Hemos visto y vivido muchas cosas en nuestro viaje en velero durante tres años a lo largo de la costa europea y el caribe. Barcos con gentes en busca de asilo político en el estrecho de Gibraltar, patos muertos en Grecia o de pesticidas hambientos cultivos en el sur español. Así creció en nosotros el deseo de hacer algo para contrarestar de un modo positivo y constructivo el desarrollo de los últimos tiempos. En base a ello surgió la idea de llamar la atención de la opinión pública, de un modo inusual, sobre los temas agricultura y tecnología genética. ¿Y qué se ajusta mejor al caso que un carro tirado por caballos que recorre lentamente los países visitando así escuelas, universidades, mercados y eventos?

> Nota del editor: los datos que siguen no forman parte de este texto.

//! Integration tests for the agent HTTP endpoint.
//!
//! These tests verify the HTTP layer wiring:
//! 1. Request bodies deserialize into turns
//! 2. Replies serialize with the echoed cursor
//! 3. Failures map to the right status codes

use std::sync::Arc;

use axum::body::{to_bytes, Body};
use axum::http::{header, Request, StatusCode};
use axum::Router;
use serde_json::{json, Value};
use tower::ServiceExt;

use pen_sales_agent::adapters::ai::{MockAIProvider, MockError, MOCK_MODEL};
use pen_sales_agent::adapters::http::{agent_router, AgentAppState};
use pen_sales_agent::adapters::product::LuxuryPenFacts;
use pen_sales_agent::application::ProduceReplyHandler;

// =============================================================================
// Test Infrastructure
// =============================================================================

fn app(provider: &MockAIProvider) -> Router {
    let handler = ProduceReplyHandler::new(Arc::new(provider.clone()), Arc::new(LuxuryPenFacts));
    agent_router().with_state(AgentAppState::new(Arc::new(handler)))
}

async fn post_reply(app: Router, body: Value) -> (StatusCode, Value) {
    let request = Request::builder()
        .method("POST")
        .uri("/api/agent/reply")
        .header(header::CONTENT_TYPE, "application/json")
        .body(Body::from(body.to_string()))
        .unwrap();

    let response = app.oneshot(request).await.unwrap();
    let status = response.status();
    let bytes = to_bytes(response.into_body(), usize::MAX).await.unwrap();
    (status, serde_json::from_slice(&bytes).unwrap())
}

// =============================================================================
// Tests
// =============================================================================

#[tokio::test]
async fn first_turn_returns_discovery_reply() {
    let provider = MockAIProvider::new()
        .with_response("Hi! What do you usually use a pen for?\nStage: Discovery; Interest: warm");

    let (status, body) = post_reply(
        app(&provider),
        json!({ "userText": "Hi", "chatModel": MOCK_MODEL }),
    )
    .await;

    assert_eq!(status, StatusCode::OK);
    assert_eq!(body["text"], "Hi! What do you usually use a pen for?");
    assert_eq!(body["responseId"], "resp_mock_1");
    assert_eq!(body["stage"], "discovery");
    assert_eq!(body["interest"], "warm");
    assert!(body.get("interruptedStage").is_none());
}

#[tokio::test]
async fn objection_reply_carries_interrupted_stage() {
    let provider = MockAIProvider::new().with_response(
        "I understand. It lasts a lifetime. Does that help?\nStage: Objection; Interest: cold",
    );

    let (status, body) = post_reply(
        app(&provider),
        json!({
            "userText": "Seems expensive!",
            "chatModel": MOCK_MODEL,
            "previousResponseId": "resp_prev",
            "previousStage": "presentation"
        }),
    )
    .await;

    assert_eq!(status, StatusCode::OK);
    assert_eq!(body["stage"], "objection");
    assert_eq!(body["interruptedStage"], "presentation");
    assert_eq!(
        provider.last_call().unwrap().previous_response_id.as_deref(),
        Some("resp_prev")
    );
}

#[tokio::test]
async fn link_offer_is_echoed_and_accepted() {
    let provider = MockAIProvider::new()
        .with_response("Wonderful! Would you like me to send you the link?\nStage: Commitment; Interest: hot")
        .with_response("Here's your link to purchase: https://example.com/pen\nStage: Action; Interest: hot");

    let (status, offer) = post_reply(
        app(&provider),
        json!({
            "userText": "No more questions",
            "chatModel": MOCK_MODEL,
            "previousStage": "commitment"
        }),
    )
    .await;
    assert_eq!(status, StatusCode::OK);
    assert_eq!(offer["stage"], "commitment");
    assert_eq!(offer["linkOffered"], true);

    let (status, close) = post_reply(
        app(&provider),
        json!({
            "userText": "yes",
            "chatModel": MOCK_MODEL,
            "previousResponseId": offer["responseId"],
            "previousStage": offer["stage"],
            "linkOffered": offer["linkOffered"]
        }),
    )
    .await;
    assert_eq!(status, StatusCode::OK);
    assert_eq!(close["stage"], "action");
    assert!(close.get("linkOffered").is_none());
}

#[tokio::test]
async fn link_offer_outside_commitment_is_bad_request() {
    let (status, body) = post_reply(
        app(&MockAIProvider::new()),
        json!({
            "userText": "yes",
            "chatModel": MOCK_MODEL,
            "previousStage": "presentation",
            "linkOffered": true
        }),
    )
    .await;

    assert_eq!(status, StatusCode::BAD_REQUEST);
    assert_eq!(body["code"], "INVALID_STAGE_CURSOR");
}

#[tokio::test]
async fn empty_text_is_bad_request() {
    let provider = MockAIProvider::new();

    let (status, body) = post_reply(
        app(&provider),
        json!({ "userText": "", "chatModel": MOCK_MODEL }),
    )
    .await;

    assert_eq!(status, StatusCode::BAD_REQUEST);
    assert_eq!(body["code"], "EMPTY_USER_TEXT");
    assert_eq!(provider.call_count(), 0);
}

#[tokio::test]
async fn unknown_model_is_bad_request() {
    let (status, body) = post_reply(
        app(&MockAIProvider::new()),
        json!({ "userText": "Hi", "chatModel": "gpt-0" }),
    )
    .await;

    assert_eq!(status, StatusCode::BAD_REQUEST);
    assert_eq!(body["code"], "INVALID_MODEL_IDENTIFIER");
}

#[tokio::test]
async fn inconsistent_cursor_is_bad_request() {
    let (status, body) = post_reply(
        app(&MockAIProvider::new()),
        json!({
            "userText": "Hi",
            "chatModel": MOCK_MODEL,
            "previousStage": "objection",
            "interruptedStage": "objection"
        }),
    )
    .await;

    assert_eq!(status, StatusCode::BAD_REQUEST);
    assert_eq!(body["code"], "INVALID_STAGE_CURSOR");
}

#[tokio::test]
async fn provider_failure_is_bad_gateway() {
    let provider = MockAIProvider::new().with_error(MockError::Unavailable {
        message: "upstream down".to_string(),
    });

    let (status, body) = post_reply(
        app(&provider),
        json!({ "userText": "Hi", "chatModel": MOCK_MODEL }),
    )
    .await;

    assert_eq!(status, StatusCode::BAD_GATEWAY);
    assert_eq!(body["code"], "PROVIDER_UNAVAILABLE");
}

#[tokio::test]
async fn empty_output_is_bad_gateway() {
    let provider = MockAIProvider::new().with_empty_output();

    let (status, body) = post_reply(
        app(&provider),
        json!({ "userText": "Hi", "chatModel": MOCK_MODEL }),
    )
    .await;

    assert_eq!(status, StatusCode::BAD_GATEWAY);
    assert_eq!(body["code"], "NO_CONTENT_PRODUCED");
}

#[tokio::test]
async fn health_reports_ok() {
    let request = Request::builder()
        .uri("/health")
        .body(Body::empty())
        .unwrap();

    let response = app(&MockAIProvider::new()).oneshot(request).await.unwrap();
    let bytes = to_bytes(response.into_body(), usize::MAX).await.unwrap();
    let body: Value = serde_json::from_slice(&bytes).unwrap();

    assert_eq!(body["status"], "ok");
}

De nuestros viajes en velero sabíamos que el contenido del hogar se puede reducir asombrosamente a la mínima expresión. Así nos decidimos por una calesa del clásico estilo vis-a-vis con un techo que nosotros mismos hemos impregnado con un material especial para barcos, pudiendo de este modo viajar y dormir protegidos del viento y de la lluvia. Los apoyos del banco delantero se pueden reclinar hasta convertirse en una cama de matrimonio, en el lateral se puede desenrollar una protección para los caballos contra sol y la lluvia, los frenos de disco y la iluminación procedente de las placas solares nos proporcionan seguridad en carretera. Llevamos una valla eléctrica fácil de montar, de modo que los caballos en su tiempo libre se pueden sentir dueños del espacio y moverse y tumbarse a sus anchas, permitiéndonos no depender de establos ni praderas. Podemos cocinar con una cocina para camping, como calefacción usamos la botellas de agua caliente y tenemos suficientes cubos para poder ducharnos.
Temperaturas, topografía y proyectos y empresas relevantes orientan nuestra ruta. Así llegamos a tomar el sentido de las agujas del reloj para dar la vuelta a Europa occidental. Desde el Lago de Constanza hasta Basilea, siguiente el río Rhone hasta el sur de Francia, entonces por la costa hasta el sur de España. En primavera podemos llegar de nuevo hasta el norte español, Francia, Bélgica, Holanda y pasando por Berlín ya volver al Lago de Constanza de nuevo. Muy pronto nos damos cuenta que no tiene sentido planear exactamente cada etapa diaria. Respetando a los caballos viajamos sólo tanto como permitan sus fuerzas y su buen estado de ánimo.
Durante los preparativos se desarrollan a buen ritmo nos sacamos el carnet para conducir calesa y realizamos un entrenamiento de seguridad para conductores de carros. También profundizamos en la temática de la manipulación genética asistiendo a conferencias y ferias, tanto en el país como en el extranjero. Ahí tuvimos la posibilidad de entrar directamente en contacto con invertigadores, científicos y agricultores y de discutir sobre la situación actual y de ponernos al día en los últimos informes.
Nuestros medios no bastaban para comencar un proyecto de tal calibre. Los viajes en velero los financiamos con nuestros propios medios, interrumpiéndolos durante meses para poder trabajar. Por ello estamos enormemente agradecidos a nuestros mecenas por habernos correspondido con tal confianza en este proyecto. En cuanto a la calesa, el material de cocina y otros elementos no hubo más remedio que pedir a terceros que participaran en su financiación ya desde mucho antes de la salida, dado que nosostros no podíamos aportar más que nuestra idea y nuestra voluntad. Pero todo llegó en el momento oportuno. Y así en junio de 2008 pudimos comenzar un viaje en carro de tres semanas bordeando el Lago de Constanza, nuestro ensayo general. Ya durante este largo viaje de 350 km visitamos abundantes escuelas en Alemania, Austria y Liechtenstein y pudimos también comprobar la buena fortaleza de nuestros caballos.